— TASK DESCRIPTION —
What is needed here is every line of the records that includes "below".

------ DATA FOR REVIEW

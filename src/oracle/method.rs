//! Calculation method identifiers and the parameters they stand for.

use serde::Deserialize;
use std::fmt;

/// How Isha is placed after sunset.
#[derive(Debug, Clone, Copy, PartialEq)]
pub enum IshaRule {
    /// Sun this many degrees below the horizon.
    Angle(f64),
    /// Fixed interval after Maghrib.
    MinutesAfterMaghrib(i64),
}

/// Named calculation method passed through to the oracle.
#[derive(Debug, Clone, Copy, PartialEq, Eq, Deserialize)]
#[serde(rename_all = "snake_case")]
pub enum CalculationMethod {
    MuslimWorldLeague,
    Egyptian,
    Karachi,
    UmmAlQura,
    Dubai,
    NorthAmerica,
    Kuwait,
    Qatar,
    Singapore,
    Turkey,
}

impl CalculationMethod {
    pub const ALL: [CalculationMethod; 10] = [
        CalculationMethod::MuslimWorldLeague,
        CalculationMethod::Egyptian,
        CalculationMethod::Karachi,
        CalculationMethod::UmmAlQura,
        CalculationMethod::Dubai,
        CalculationMethod::NorthAmerica,
        CalculationMethod::Kuwait,
        CalculationMethod::Qatar,
        CalculationMethod::Singapore,
        CalculationMethod::Turkey,
    ];

    pub fn as_str(&self) -> &'static str {
        match self {
            CalculationMethod::MuslimWorldLeague => "muslim_world_league",
            CalculationMethod::Egyptian => "egyptian",
            CalculationMethod::Karachi => "karachi",
            CalculationMethod::UmmAlQura => "umm_al_qura",
            CalculationMethod::Dubai => "dubai",
            CalculationMethod::NorthAmerica => "north_america",
            CalculationMethod::Kuwait => "kuwait",
            CalculationMethod::Qatar => "qatar",
            CalculationMethod::Singapore => "singapore",
            CalculationMethod::Turkey => "turkey",
        }
    }

    /// Sun depression angle for Fajr, in degrees.
    pub fn fajr_angle(&self) -> f64 {
        match self {
            CalculationMethod::MuslimWorldLeague => 18.0,
            CalculationMethod::Egyptian => 19.5,
            CalculationMethod::Karachi => 18.0,
            CalculationMethod::UmmAlQura => 18.5,
            CalculationMethod::Dubai => 18.2,
            CalculationMethod::NorthAmerica => 15.0,
            CalculationMethod::Kuwait => 18.0,
            CalculationMethod::Qatar => 18.0,
            CalculationMethod::Singapore => 20.0,
            CalculationMethod::Turkey => 18.0,
        }
    }

    pub fn isha_rule(&self) -> IshaRule {
        match self {
            CalculationMethod::MuslimWorldLeague => IshaRule::Angle(17.0),
            CalculationMethod::Egyptian => IshaRule::Angle(17.5),
            CalculationMethod::Karachi => IshaRule::Angle(18.0),
            CalculationMethod::UmmAlQura => IshaRule::MinutesAfterMaghrib(90),
            CalculationMethod::Dubai => IshaRule::Angle(18.2),
            CalculationMethod::NorthAmerica => IshaRule::Angle(15.0),
            CalculationMethod::Kuwait => IshaRule::Angle(17.5),
            CalculationMethod::Qatar => IshaRule::MinutesAfterMaghrib(90),
            CalculationMethod::Singapore => IshaRule::Angle(18.0),
            CalculationMethod::Turkey => IshaRule::Angle(17.0),
        }
    }
}

impl fmt::Display for CalculationMethod {
    fn fmt(&self, f: &mut fmt::Formatter<'_>) -> fmt::Result {
        f.write_str(self.as_str())
    }
}

/// Juristic school for Asr: shadow length factor.
#[derive(Debug, Clone, Copy, PartialEq, Eq, Deserialize)]
#[serde(rename_all = "snake_case")]
pub enum Madhab {
    Shafi,
    Hanafi,
}

impl Madhab {
    pub fn shadow_factor(&self) -> f64 {
        match self {
            Madhab::Shafi => 1.0,
            Madhab::Hanafi => 2.0,
        }
    }

    pub fn as_str(&self) -> &'static str {
        match self {
            Madhab::Shafi => "shafi",
            Madhab::Hanafi => "hanafi",
        }
    }
}

/// Bound on how far Fajr and Isha may sit from sunrise and sunset, as a
/// share of the night. Keeps both defined where the sun never gets deep
/// enough below the horizon (high latitudes in summer).
#[derive(Debug, Clone, Copy, PartialEq, Eq, Deserialize)]
#[serde(rename_all = "snake_case")]
pub enum HighLatitudeRule {
    /// Fajr no earlier than the middle of the night, Isha no later.
    MiddleOfTheNight,
    /// Fajr within the last seventh of the night, Isha within the first.
    SeventhOfTheNight,
    /// Share of the night proportional to the twilight angle (angle / 60).
    TwilightAngle,
}

impl HighLatitudeRule {
    /// Share of the night allowed for a twilight of `angle` degrees.
    pub fn night_portion(&self, angle: f64) -> f64 {
        match self {
            HighLatitudeRule::MiddleOfTheNight => 1.0 / 2.0,
            HighLatitudeRule::SeventhOfTheNight => 1.0 / 7.0,
            HighLatitudeRule::TwilightAngle => angle / 60.0,
        }
    }

    pub fn as_str(&self) -> &'static str {
        match self {
            HighLatitudeRule::MiddleOfTheNight => "middle_of_the_night",
            HighLatitudeRule::SeventhOfTheNight => "seventh_of_the_night",
            HighLatitudeRule::TwilightAngle => "twilight_angle",
        }
    }
}

/// Everything the oracle needs besides place and date.
#[derive(Debug, Clone, Copy, PartialEq)]
pub struct CalculationParameters {
    pub method: CalculationMethod,
    pub madhab: Madhab,
    pub high_latitude_rule: HighLatitudeRule,
}

impl Default for CalculationParameters {
    fn default() -> Self {
        Self {
            method: CalculationMethod::MuslimWorldLeague,
            madhab: Madhab::Shafi,
            high_latitude_rule: HighLatitudeRule::MiddleOfTheNight,
        }
    }
}

#[cfg(test)]
mod tests {
    use super::*;

    #[derive(Deserialize)]
    struct Holder {
        method: CalculationMethod,
        madhab: Madhab,
    }

    #[test]
    fn test_method_identifiers_deserialize() {
        for method in CalculationMethod::ALL {
            let text = format!("method = \"{method}\"\nmadhab = \"shafi\"");
            let holder: Holder = toml::from_str(&text).unwrap();
            assert_eq!(holder.method, method);
        }
        assert!(toml::from_str::<Holder>("method = \"jafari\"\nmadhab = \"shafi\"").is_err());
    }

    #[test]
    fn test_muslim_world_league_angles() {
        let mwl = CalculationMethod::MuslimWorldLeague;
        assert_eq!(mwl.fajr_angle(), 18.0);
        assert_eq!(mwl.isha_rule(), IshaRule::Angle(17.0));
        assert_eq!(
            CalculationMethod::UmmAlQura.isha_rule(),
            IshaRule::MinutesAfterMaghrib(90)
        );
    }

    #[test]
    fn test_madhab_shadow_factor() {
        let holder: Holder =
            toml::from_str("method = \"karachi\"\nmadhab = \"hanafi\"").unwrap();
        assert_eq!(holder.madhab.shadow_factor(), 2.0);
        assert_eq!(Madhab::Shafi.shadow_factor(), 1.0);
        assert!(toml::from_str::<Holder>("method = \"karachi\"\nmadhab = \"maliki\"").is_err());
    }

    #[test]
    fn test_high_latitude_portions() {
        assert_eq!(HighLatitudeRule::MiddleOfTheNight.night_portion(18.0), 0.5);
        assert_eq!(HighLatitudeRule::SeventhOfTheNight.night_portion(18.0), 1.0 / 7.0);
        assert_eq!(HighLatitudeRule::TwilightAngle.night_portion(18.0), 0.3);
        assert_eq!(
            CalculationParameters::default().high_latitude_rule,
            HighLatitudeRule::MiddleOfTheNight
        );
    }
}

------------

— EXPECTED ANSWER —
    /// Sun this many degrees below the horizon.
/// enough below the horizon (high latitudes in summer).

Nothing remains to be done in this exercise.